▶ _Requirement_
Lines of the data that contain the word "Whether" are the ones to copy.
----- Supplied records -----
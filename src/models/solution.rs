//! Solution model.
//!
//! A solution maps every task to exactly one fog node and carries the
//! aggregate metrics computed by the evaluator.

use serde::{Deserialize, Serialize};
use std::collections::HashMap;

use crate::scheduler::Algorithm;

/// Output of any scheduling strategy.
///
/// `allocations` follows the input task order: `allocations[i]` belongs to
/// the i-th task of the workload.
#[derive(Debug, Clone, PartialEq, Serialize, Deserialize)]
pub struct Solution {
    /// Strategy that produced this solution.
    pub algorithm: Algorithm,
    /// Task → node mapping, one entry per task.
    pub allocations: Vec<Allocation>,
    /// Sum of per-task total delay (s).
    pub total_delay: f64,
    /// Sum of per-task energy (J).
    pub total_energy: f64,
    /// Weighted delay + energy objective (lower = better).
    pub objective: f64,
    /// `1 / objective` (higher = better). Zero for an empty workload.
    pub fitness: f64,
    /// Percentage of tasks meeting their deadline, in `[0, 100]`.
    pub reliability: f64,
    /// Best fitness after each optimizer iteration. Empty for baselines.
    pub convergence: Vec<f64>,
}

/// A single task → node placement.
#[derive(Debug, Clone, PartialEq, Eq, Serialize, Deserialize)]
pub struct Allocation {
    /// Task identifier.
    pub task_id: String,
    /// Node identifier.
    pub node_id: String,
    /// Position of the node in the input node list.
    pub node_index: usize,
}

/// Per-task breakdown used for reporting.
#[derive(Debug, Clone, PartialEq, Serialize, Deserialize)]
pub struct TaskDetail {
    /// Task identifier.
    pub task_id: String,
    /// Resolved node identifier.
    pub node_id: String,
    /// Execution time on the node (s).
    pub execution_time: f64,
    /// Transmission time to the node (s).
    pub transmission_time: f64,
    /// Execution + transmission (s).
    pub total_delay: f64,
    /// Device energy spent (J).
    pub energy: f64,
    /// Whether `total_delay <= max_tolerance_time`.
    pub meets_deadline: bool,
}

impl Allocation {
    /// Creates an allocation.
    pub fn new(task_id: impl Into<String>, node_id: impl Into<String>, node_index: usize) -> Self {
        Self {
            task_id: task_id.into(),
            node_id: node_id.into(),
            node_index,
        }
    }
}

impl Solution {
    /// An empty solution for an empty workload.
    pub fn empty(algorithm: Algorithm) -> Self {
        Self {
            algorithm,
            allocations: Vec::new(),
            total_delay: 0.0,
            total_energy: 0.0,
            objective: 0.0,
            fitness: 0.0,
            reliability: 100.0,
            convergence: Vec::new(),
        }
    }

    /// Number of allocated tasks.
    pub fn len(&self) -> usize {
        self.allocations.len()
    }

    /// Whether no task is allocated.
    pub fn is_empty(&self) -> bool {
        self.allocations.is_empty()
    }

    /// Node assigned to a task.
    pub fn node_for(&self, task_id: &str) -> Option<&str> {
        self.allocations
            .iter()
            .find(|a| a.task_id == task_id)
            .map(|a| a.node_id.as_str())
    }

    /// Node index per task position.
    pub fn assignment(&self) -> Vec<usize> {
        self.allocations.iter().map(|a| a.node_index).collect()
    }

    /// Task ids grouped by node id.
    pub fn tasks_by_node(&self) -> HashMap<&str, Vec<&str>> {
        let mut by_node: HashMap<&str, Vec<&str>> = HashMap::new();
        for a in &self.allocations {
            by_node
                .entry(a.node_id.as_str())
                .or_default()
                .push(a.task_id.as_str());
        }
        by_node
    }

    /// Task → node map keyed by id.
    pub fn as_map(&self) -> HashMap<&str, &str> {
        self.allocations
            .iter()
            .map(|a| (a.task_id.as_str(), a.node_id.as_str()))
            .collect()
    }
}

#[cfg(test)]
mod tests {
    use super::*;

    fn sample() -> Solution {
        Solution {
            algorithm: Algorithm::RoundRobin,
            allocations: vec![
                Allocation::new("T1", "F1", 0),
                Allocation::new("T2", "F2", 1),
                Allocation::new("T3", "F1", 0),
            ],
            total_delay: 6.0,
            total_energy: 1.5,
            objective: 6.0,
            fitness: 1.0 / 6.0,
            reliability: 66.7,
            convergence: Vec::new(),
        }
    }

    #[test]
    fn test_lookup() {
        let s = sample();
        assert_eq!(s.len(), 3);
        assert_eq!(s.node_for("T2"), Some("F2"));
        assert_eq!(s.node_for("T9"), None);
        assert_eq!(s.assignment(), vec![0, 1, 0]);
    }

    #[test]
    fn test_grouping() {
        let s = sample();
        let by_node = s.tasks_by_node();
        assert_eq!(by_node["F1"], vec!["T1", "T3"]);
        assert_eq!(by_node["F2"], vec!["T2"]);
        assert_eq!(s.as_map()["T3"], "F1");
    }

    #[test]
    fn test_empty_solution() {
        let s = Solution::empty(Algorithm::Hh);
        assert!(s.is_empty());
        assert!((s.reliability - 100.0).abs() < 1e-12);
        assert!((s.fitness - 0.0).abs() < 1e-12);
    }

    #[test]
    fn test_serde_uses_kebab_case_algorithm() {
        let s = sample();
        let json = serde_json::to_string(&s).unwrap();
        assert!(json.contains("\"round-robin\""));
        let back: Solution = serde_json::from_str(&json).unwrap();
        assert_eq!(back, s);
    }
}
-----
▶ _Response to this exercise_
    /// Whether `total_delay <= max_tolerance_time`.
    /// Whether no task is allocated.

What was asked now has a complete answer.